What do molecular tests tell us about the coronavirus epidemic?

Indicators based on those tests clearly illustrate what we know about how this epidemic spreads in the population, and they offer the advantage of bringing together RT-PCR tests done throughout France. However, they are not representative of the population at large. In order for indicators to represent the real magnitude of the virus throughout the population, population categories would have to be tested in the same proportion that each represents in the population at large. The fact is that most of the people who get an RT-PCR test have health risks or symptoms. Moreover, the number of tests done and the number of people tested vary with the policy in effect. For example, a graph from a recent Santé Publique France weekly report shows that the number of tests fell sharply during the two weeks following a speech by the Prime Minister in which he said that contacts indicated by contacts (rather than known infected persons) should not be thought of as contacts (September 21 to October 2; epidemic weeks 39 and 40).

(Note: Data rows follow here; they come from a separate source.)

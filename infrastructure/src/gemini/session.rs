//! Gemini conversation session.
//!
//! `generateContent` is stateless, so [`GeminiSession`] keeps the exchange
//! history locally and sends it in full with every request. An exchange is
//! only recorded once the model answered, so a failed request leaves the
//! history untouched.

use super::client::GeminiClient;
use super::protocol::Content;
use async_trait::async_trait;
use biosense_application::{GatewayError, LlmSession};
use biosense_domain::Model;
use std::sync::Arc;
use tokio::sync::Mutex;
use tracing::debug;

pub struct GeminiSession {
    client: Arc<GeminiClient>,
    model: Model,
    system_instruction: String,
    /// Completed exchanges, alternating user/model
    history: Mutex<Vec<Content>>,
}

impl GeminiSession {
    pub fn new(client: Arc<GeminiClient>, model: Model, system_instruction: String) -> Self {
        Self {
            client,
            model,
            system_instruction,
            history: Mutex::new(Vec::new()),
        }
    }

    /// Number of completed exchanges.
    pub async fn exchanges(&self) -> usize {
        self.history.lock().await.len() / 2
    }
}

#[async_trait]
impl LlmSession for GeminiSession {
    fn model(&self) -> &Model {
        &self.model
    }

    async fn send(&self, content: &str) -> Result<String, GatewayError> {
        let mut history = self.history.lock().await;

        let mut contents = history.clone();
        contents.push(Content::user(content));

        let reply = self
            .client
            .generate(&self.model, Some(&self.system_instruction), &contents)
            .await?;

        history.push(Content::user(content));
        history.push(Content::model(reply.clone()));
        debug!(
            model = %self.model,
            exchanges = history.len() / 2,
            "Gemini exchange recorded"
        );

        Ok(reply)
    }
}

#[cfg(test)]
mod tests {
    use super::*;
    use crate::gemini::client::GeminiClientConfig;
    use mockito::{Matcher, Server};
    use std::time::Duration;

    const PATH: &str = "/v1beta/models/gemini-2.5-flash:generateContent";

    const REPLY_ONE: &str =
        r#"{"candidates": [{"content": {"role": "model", "parts": [{"text": "uno"}]}}]}"#;
    const REPLY_TWO: &str =
        r#"{"candidates": [{"content": {"role": "model", "parts": [{"text": "dos"}]}}]}"#;
    const SERVER_ERROR: &str = r#"{"error": {"code": 500, "message": "Internal error"}}"#;

    /// Matches a request whose `contents` are exactly `turns`.
    fn contents(turns: Vec<Content>) -> Matcher {
        let json = serde_json::to_string(&turns).unwrap();
        let escaped: String = json
            .chars()
            .flat_map(|c| match c {
                '[' | ']' | '{' | '}' | '(' | ')' | '.' | '*' | '+' | '?' | '|' | '^' | '$'
                | '\\' => vec!['\\', c],
                _ => vec![c],
            })
            .collect();
        Matcher::Regex(format!("\"contents\":{}\\}}$", escaped))
    }

    fn session(base_url: String) -> GeminiSession {
        let client = GeminiClient::new(GeminiClientConfig {
            api_key: "test-key".to_string(),
            base_url,
            timeout: Duration::from_secs(5),
        })
        .unwrap();
        GeminiSession::new(
            Arc::new(client),
            Model::Gemini25Flash,
            "Eres un asistente útil y claro.".to_string(),
        )
    }

    #[tokio::test]
    async fn test_history_is_resent_with_each_message() {
        let mut server = Server::new_async().await;
        let first = server
            .mock("POST", PATH)
            .match_header("x-goog-api-key", "test-key")
            .match_body(Matcher::AllOf(vec![
                Matcher::Regex(
                    r#""systemInstruction":\{"parts":\[\{"text":"Eres un asistente útil y claro\."\}\]\}"#
                        .to_string(),
                ),
                contents(vec![Content::user("primera")]),
            ]))
            .with_status(200)
            .with_header("content-type", "application/json")
            .with_body(REPLY_ONE)
            .expect(1)
            .create_async()
            .await;
        let second = server
            .mock("POST", PATH)
            .match_body(contents(vec![
                Content::user("primera"),
                Content::model("uno"),
                Content::user("segunda"),
            ]))
            .with_status(200)
            .with_header("content-type", "application/json")
            .with_body(REPLY_TWO)
            .expect(1)
            .create_async()
            .await;

        let session = session(server.url());
        assert_eq!(session.send("primera").await.unwrap(), "uno");
        assert_eq!(session.send("segunda").await.unwrap(), "dos");
        assert_eq!(session.exchanges().await, 2);

        first.assert_async().await;
        second.assert_async().await;
    }

    #[tokio::test]
    async fn test_failed_exchange_is_not_recorded() {
        let mut server = Server::new_async().await;
        let failing = server
            .mock("POST", PATH)
            .match_body(contents(vec![Content::user("primera")]))
            .with_status(500)
            .with_header("content-type", "application/json")
            .with_body(SERVER_ERROR)
            .expect(1)
            .create_async()
            .await;
        let fresh = server
            .mock("POST", PATH)
            .match_body(contents(vec![Content::user("segunda")]))
            .with_status(200)
            .with_header("content-type", "application/json")
            .with_body(REPLY_TWO)
            .expect(1)
            .create_async()
            .await;

        let session = session(server.url());
        let err = session.send("primera").await.unwrap_err();
        assert!(matches!(err, GatewayError::RequestFailed(m) if m.contains("Internal error")));
        assert_eq!(session.exchanges().await, 0);

        assert_eq!(session.send("segunda").await.unwrap(), "dos");
        failing.assert_async().await;
        fresh.assert_async().await;
    }

    #[tokio::test]
    async fn test_unreachable_host_is_connection_error() {
        // Bind then drop to get a port nothing listens on
        let listener = std::net::TcpListener::bind("127.0.0.1:0").unwrap();
        let addr = listener.local_addr().unwrap();
        drop(listener);

        let session = session(format!("http://{}", addr));
        let err = session.send("hola").await.unwrap_err();
        assert!(matches!(err, GatewayError::ConnectionError(_)));
    }
}
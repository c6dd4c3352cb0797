//! Application layer for BioSense AI
//!
//! This crate contains the chat session use case, port definitions and
//! application configuration. It depends only on the domain layer.

pub mod config;
pub mod ports;
pub mod use_cases;

// Re-export commonly used types
pub use config::SessionParams;
pub use ports::{
    conversation_logger::{ConversationEvent, ConversationLogger, NoConversationLogger},
    llm_gateway::{GatewayError, LlmGateway, LlmSession},
    progress::{ExchangeProgress, NoProgress},
};
pub use use_cases::chat::{ActionOutcome, ChatAction, ChatError, ChatSession, SessionState};
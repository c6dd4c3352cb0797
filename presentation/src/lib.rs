//! Presentation layer for BioSense AI
//!
//! This crate contains the CLI definition, console formatting,
//! the progress spinner and the interactive chat REPL.

pub mod chat;
pub mod cli;
pub mod config;
pub mod output;
pub mod progress;

// Re-export commonly used types
pub use chat::ChatRepl;
pub use cli::commands::Cli;
pub use config::ReplConfig;
pub use output::console::ConsoleFormatter;
pub use progress::reporter::{ProgressReporter, SimpleProgress};
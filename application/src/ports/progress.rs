//! Progress notification port
//!
//! Lets the surface show that an exchange with the model is in flight.

use biosense_domain::Model;

/// Callback for the lifetime of one remote exchange
///
/// Implementations live in the presentation layer (e.g. a terminal spinner).
pub trait ExchangeProgress: Send + Sync {
    /// Called right before the composed prompt is sent
    fn on_exchange_start(&self, model: &Model);

    /// Called once the exchange resolved, successfully or not
    fn on_exchange_end(&self, success: bool);
}

/// No-op progress notifier for when progress reporting is not needed
pub struct NoProgress;

impl ExchangeProgress for NoProgress {
    fn on_exchange_start(&self, _model: &Model) {}
    fn on_exchange_end(&self, _success: bool) {}
}
//! Gemini LLM Gateway implementation

use super::client::{GeminiClient, GeminiClientConfig};
use super::session::GeminiSession;
use async_trait::async_trait;
use biosense_application::{GatewayError, LlmGateway, LlmSession};
use biosense_domain::Model;
use std::sync::Arc;
use tracing::info;

/// LLM Gateway implementation for the Gemini REST API
pub struct GeminiLlmGateway {
    client: Arc<GeminiClient>,
}

impl GeminiLlmGateway {
    pub fn new(config: GeminiClientConfig) -> Result<Self, GatewayError> {
        let base_url = config.base_url.clone();
        let client = GeminiClient::new(config)?;

        info!(base_url = %base_url, "GeminiLlmGateway initialized");

        Ok(Self {
            client: Arc::new(client),
        })
    }
}

#[async_trait]
impl LlmGateway for GeminiLlmGateway {
    async fn create_session(
        &self,
        model: &Model,
        system_prompt: &str,
    ) -> Result<Box<dyn LlmSession>, GatewayError> {
        info!("Creating Gemini session with model: {}", model);
        Ok(Box::new(GeminiSession::new(
            Arc::clone(&self.client),
            model.clone(),
            system_prompt.to_string(),
        )))
    }
}

#[cfg(test)]
mod tests {
    use super::*;
    use std::time::Duration;

    #[tokio::test]
    async fn test_create_session_binds_model() {
        let gateway = GeminiLlmGateway::new(GeminiClientConfig {
            api_key: "test-key".to_string(),
            base_url: "http://127.0.0.1:9".to_string(),
            timeout: Duration::from_secs(1),
        })
        .unwrap();

        let session = gateway
            .create_session(&Model::Gemini25Pro, "Eres un tutor.")
            .await
            .unwrap();
        assert_eq!(session.model(), &Model::Gemini25Pro);
    }
}
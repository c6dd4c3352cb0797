//! Core domain concepts shared across all subdomains.
//!
//! - [`model::Model`]: the Gemini model a conversation is bound to
//! - [`error::DomainError`]: domain-level errors

pub mod error;
pub mod model;
//! Session domain entities

use serde::{Deserialize, Serialize};

/// Author of a turn in the conversation
#[derive(Debug, Clone, Copy, PartialEq, Eq, Serialize, Deserialize)]
#[serde(rename_all = "lowercase")]
pub enum Role {
    User,
    Assistant,
}

impl Role {
    pub fn as_str(&self) -> &'static str {
        match self {
            Role::User => "user",
            Role::Assistant => "assistant",
        }
    }
}

impl std::fmt::Display for Role {
    fn fmt(&self, f: &mut std::fmt::Formatter<'_>) -> std::fmt::Result {
        f.write_str(self.as_str())
    }
}

/// One message of the conversation (Entity)
///
/// Turns are immutable once created; the transcript only ever appends them.
#[derive(Debug, Clone, PartialEq, Eq, Serialize, Deserialize)]
pub struct Turn {
    role: Role,
    content: String,
}

impl Turn {
    pub fn user(content: impl Into<String>) -> Self {
        Self {
            role: Role::User,
            content: content.into(),
        }
    }

    pub fn assistant(content: impl Into<String>) -> Self {
        Self {
            role: Role::Assistant,
            content: content.into(),
        }
    }

    pub fn role(&self) -> Role {
        self.role
    }

    pub fn content(&self) -> &str {
        &self.content
    }
}

/// Ordered history of the turns of one session
///
/// The first turn is always a user turn and an assistant turn only ever
/// directly follows a user turn. A user turn may stay unanswered (a failed
/// exchange), in which case the next user turn follows it directly.
#[derive(Debug, Clone, Default, PartialEq, Eq, Serialize)]
pub struct Transcript {
    turns: Vec<Turn>,
}

impl Transcript {
    pub fn new() -> Self {
        Self::default()
    }

    /// Whether a turn of the given role may be appended next.
    pub fn accepts(&self, role: Role) -> bool {
        match role {
            Role::User => true,
            Role::Assistant => matches!(self.last().map(Turn::role), Some(Role::User)),
        }
    }

    /// Append a turn.
    ///
    /// # Panics
    ///
    /// Panics if an assistant turn does not directly follow a user turn.
    pub fn push(&mut self, turn: Turn) {
        assert!(
            self.accepts(turn.role()),
            "assistant turn must directly follow a user turn (transcript has {} turns)",
            self.turns.len()
        );
        self.turns.push(turn);
    }

    pub fn turns(&self) -> &[Turn] {
        &self.turns
    }

    pub fn last(&self) -> Option<&Turn> {
        self.turns.last()
    }

    pub fn len(&self) -> usize {
        self.turns.len()
    }

    pub fn is_empty(&self) -> bool {
        self.turns.is_empty()
    }

    /// True when the last user turn has not been answered.
    pub fn has_unanswered_turn(&self) -> bool {
        matches!(self.last().map(Turn::role), Some(Role::User))
    }

    pub fn iter(&self) -> std::slice::Iter<'_, Turn> {
        self.turns.iter()
    }
}

impl<'a> IntoIterator for &'a Transcript {
    type Item = &'a Turn;
    type IntoIter = std::slice::Iter<'a, Turn>;

    fn into_iter(self) -> Self::IntoIter {
        self.turns.iter()
    }
}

Users of follow-up data often forget that at no time do the data come from a representative sample of the population.

How are the data assembled?

Test data are sent electronically through the SI-DEP “screening information” system, a secure platform set up by Santé Publique France to monitor the health crisis. This is an exhaustive dataset that covers all RT-PCR tests done in France. It includes information on person tested—place of residence, sex, age—that makes it possible to map and graph developments with considerable precision. However, as with all data collection, these data cannot be perfect. In some cases information is missing or may have been entered too quickly by the laboratories. Data are either discarded or replaced depending on their type. For example, if the person’s place of residence is missing, it is officially replaced with the laboratory’s postal code. To correctly interpret results, then, researchers need to be aware of all the ways in which the data may be less than accurate.